[Devel] Re: [PATCH RFC] Send checkpoint and restart debug info to a log file (v2)

Mon Oct 26 14:52:38 PDT 2009

Quoting Oren Laadan (orenl at librato.com):
> 
> 
> Matt Helsley wrote:
> > On Wed, Oct 21, 2009 at 07:51:57PM -0500, Serge E. Hallyn wrote:
> >> Quoting Oren Laadan (orenl at librato.com):
> > 
> > <snip>
> > 
> >>>> More practically, requiring userspace to pass over a flag
> >>>> consisting of CKPT_DBG_MEM|CKPT_DBG|FILE|CKPT_DBG|TASK, and
> >>>> handle corresponding usage flags, is not nice.
> >>> I agree with you on about this. Maybe we want a better
> >>> interface ?
> >>>
> >>> Which brings me to this random thought: maybe we want to
> >>> make the fourth argument of sys_{checkpoint,restart} a
> >>> structure, to make it easier to extend it in the future
> >>> without having to go throw a clone3-like hell...
> > 
> > Adding new kernel interfaces is supposed to be somewhat hellish.
> > 
> >>> Specifically, this structure could now be:
> >>>
> >>> struct ckpt_args {
> >>> 	int version;
> >>> 	int logfd;
> >>> 	int logmask;
> >>> };
> >>>
> >>> (or use union checkpoint {} and union restart {} to tell
> >>> between checkpoint- and restart-related args.
> >> Well I don't like passing structs to the kernel actually (and
> > 
> > Let's not do this. I agree that passing structs, when unnecessary,
> > is gross.

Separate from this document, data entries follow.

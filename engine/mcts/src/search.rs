//! The search engine: select, expand, simulate, backpropagate.
//!
//! One engine instance serves exactly one turn decision. The tree is
//! rooted at a snapshot taken when the computer player's turn began and
//! is dropped as soon as a move commits or the search is cancelled.

use rand::Rng;
use rand_chacha::ChaCha20Rng;
use thiserror::Error;
use tracing::trace;

use mosaic_core::{apply_move, evaluate, legal_moves, Move, Snapshot};

use crate::config::Difficulty;
use crate::node::NodeId;
use crate::tree::SearchTree;

/// Opponents scoring above this fraction of the searcher's reward count
/// as threats for the competitive adjustment.
const THREAT_RATIO: f64 = 0.9;

/// Errors that can occur during search.
#[derive(Debug, Error)]
pub enum SearchError {
    /// A non-terminal state produced no candidate moves. The rules make
    /// this impossible (the floor line is always a legal destination), so
    /// it signals a corrupted snapshot rather than a recoverable
    /// condition.
    #[error("no legal moves in a non-terminal state")]
    NoLegalMoves,
}

/// Monte Carlo tree search for a single turn decision.
pub struct Mcts {
    tree: SearchTree,
    /// The player this search decides for; rewards are relative to them.
    searcher: usize,
    difficulty: Difficulty,
    exploration: f64,
}

impl Mcts {
    /// Root a new search at `snapshot` with `player` to move (also the
    /// player being decided for).
    pub fn new(snapshot: Snapshot, player: usize, difficulty: Difficulty, exploration: f64) -> Self {
        Self {
            tree: SearchTree::new(snapshot, player),
            searcher: player,
            difficulty,
            exploration,
        }
    }

    /// Run a single iteration (select, expand, simulate, backpropagate).
    pub fn iterate(&mut self, rng: &mut ChaCha20Rng) -> Result<(), SearchError> {
        let selected = self.select();

        let node = self.tree.get(selected);
        let target = if !node.is_terminal && !node.is_fully_expanded() {
            self.expand(selected)?
        } else {
            selected
        };

        let reward = self.simulate(target, rng);
        self.tree.backpropagate(target, reward);

        trace!(
            node = target.0,
            reward,
            nodes = self.tree.len(),
            "search iteration complete"
        );
        Ok(())
    }

    /// The robust-child decision: the root's most-visited child's move.
    pub fn best_move(&self) -> Option<Move> {
        self.tree.best_move()
    }

    /// Whether the root state is terminal (nothing left to decide).
    pub fn root_is_terminal(&self) -> bool {
        self.tree.get(self.tree.root()).is_terminal
    }

    /// The ranked candidate moves at the root.
    pub fn root_moves(&self) -> &[Move] {
        &self.tree.get(self.tree.root()).moves
    }

    /// Get the search tree (for inspection/debugging).
    pub fn tree(&self) -> &SearchTree {
        &self.tree
    }

    /// Descend from the root while nodes are fully expanded, stopping at
    /// the first terminal or expandable node.
    fn select(&self) -> NodeId {
        let mut current = self.tree.root();

        loop {
            let node = self.tree.get(current);
            if node.is_terminal || !node.is_fully_expanded() {
                break;
            }
            match self.tree.select_child(current, self.exploration) {
                Some(child_id) => current = child_id,
                None => break, // fully expanded with no children: terminal
            }
        }

        current
    }

    /// Expand `node_id` with the first candidate move, in ranked order,
    /// that no existing child carries. Deterministic on purpose so a
    /// seeded search is reproducible.
    fn expand(&mut self, node_id: NodeId) -> Result<NodeId, SearchError> {
        let node = self.tree.get(node_id);
        let mv = node.untried_move().ok_or(SearchError::NoLegalMoves)?;

        let snapshot = apply_move(&node.snapshot, node.player, mv);
        let player = snapshot.next_player(node.player);
        Ok(self.tree.add_child(node_id, mv, snapshot, player))
    }

    /// Roll the state out to terminal with the difficulty's policy and
    /// reduce the per-player rewards to one scalar for the searcher.
    ///
    /// Hard uses "certain + potential": the evaluation of the state as it
    /// stands plus the evaluation of the greedily-played-out terminal.
    /// Easy scores the present state only.
    fn simulate(&self, node_id: NodeId, rng: &mut ChaCha20Rng) -> f64 {
        let node = self.tree.get(node_id);
        let certain = evaluate(&node.snapshot);

        let mut snapshot = node.snapshot.clone();
        let mut player = node.player;
        while !snapshot.is_terminal() {
            let moves = legal_moves(&snapshot, player);
            debug_assert!(
                !moves.is_empty(),
                "non-terminal rollout state must have moves"
            );
            if moves.is_empty() {
                break;
            }
            let mv = match self.difficulty {
                Difficulty::Hard => moves[0],
                Difficulty::Easy => moves[rng.gen_range(0..moves.len())],
            };
            snapshot = apply_move(&snapshot, player, mv);
            player = snapshot.next_player(player);
        }

        let rewards: Vec<f64> = match self.difficulty {
            Difficulty::Easy => certain,
            Difficulty::Hard => {
                let potential = evaluate(&snapshot);
                certain
                    .iter()
                    .zip(potential)
                    .map(|(c, p)| c + p)
                    .collect()
            }
        };

        competitive_reward(&rewards, self.searcher)
    }
}

/// Reduce per-player rewards to a single scalar for `searcher`.
///
/// Opponents close behind (or ahead) are what actually matters, so the
/// searcher's reward is measured against the mean of opponents above
/// [`THREAT_RATIO`] of its own; with no close opponent, against the mean
/// of the whole field. Competitive-adjusted, not zero-sum.
fn competitive_reward(rewards: &[f64], searcher: usize) -> f64 {
    let own = rewards[searcher];
    let opponents: Vec<f64> = rewards
        .iter()
        .enumerate()
        .filter(|(i, _)| *i != searcher)
        .map(|(_, r)| *r)
        .collect();
    if opponents.is_empty() {
        return own;
    }

    let threats: Vec<f64> = opponents
        .iter()
        .copied()
        .filter(|r| *r > THREAT_RATIO * own)
        .collect();

    let pool = if threats.is_empty() { &opponents } else { &threats };
    own - pool.iter().sum::<f64>() / pool.len() as f64
}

Especially if it gets used to extend the arguments
> > passed via the syscall interface (new flag values I don't mind).
> 
> Ok, we already allow future extension by being strict about
> which flags are taken or not.
> 
> Then what do we do with logmask ?   I prefer it to be a per-syscall
> value as opposed to a system-wise setting.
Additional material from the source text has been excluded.